[Saved data entries]
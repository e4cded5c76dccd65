//! List command - print the merged repository table

use clap::Args;
use gitmirror_core::{redact_url, Config};

/// Arguments for the list command
#[derive(Args, Debug)]
pub struct ListArgs {
    /// Print the table as JSON
    #[arg(long)]
    pub json: bool,
}

impl ListArgs {
    /// Execute the list command
    pub fn execute(&self, config: &Config) -> anyhow::Result<()> {
        if self.json {
            println!("{}", serde_json::to_string_pretty(&config.repositories)?);
            return Ok(());
        }

        if config.repositories.is_empty() {
            println!("No repositories configured.");
            return Ok(());
        }

        println!("Repositories ({}):", config.repositories.len());
        for repo in config.repositories.iter() {
            let state = if repo.is_enabled() { "" } else { " (disabled)" };
            println!();
            println!("  {}{}", repo.id, state);
            println!("      from: {}", redact_url(&repo.from));
            println!("      to:   {}", redact_url(&repo.to));
        }

        Ok(())
    }
}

> [What this task involves]: Please make an exact copy of every record, leaving nothing out.

> [The completed task]:
repository e4cded5c76dccd65
//! List command - print the merged repository table

use clap::Args;
use gitmirror_core::{redact_url, Config};

/// Arguments for the list command
#[derive(Args, Debug)]
pub struct ListArgs {
    /// Print the table as JSON
    #[arg(long)]
    pub json: bool,
}

impl ListArgs {
    /// Execute the list command
    pub fn execute(&self, config: &Config) -> anyhow::Result<()> {
        if self.json {
            println!("{}", serde_json::to_string_pretty(&config.repositories)?);
            return Ok(());
        }

        if config.repositories.is_empty() {
            println!("No repositories configured.");
            return Ok(());
        }

        println!("Repositories ({}):", config.repositories.len());
        for repo in config.repositories.iter() {
            let state = if repo.is_enabled() { "" } else { " (disabled)" };
            println!();
            println!("  {}{}", repo.id, state);
            println!("      from: {}", redact_url(&repo.from));
            println!("      to:   {}", redact_url(&repo.to));
        }

        Ok(())
    }
}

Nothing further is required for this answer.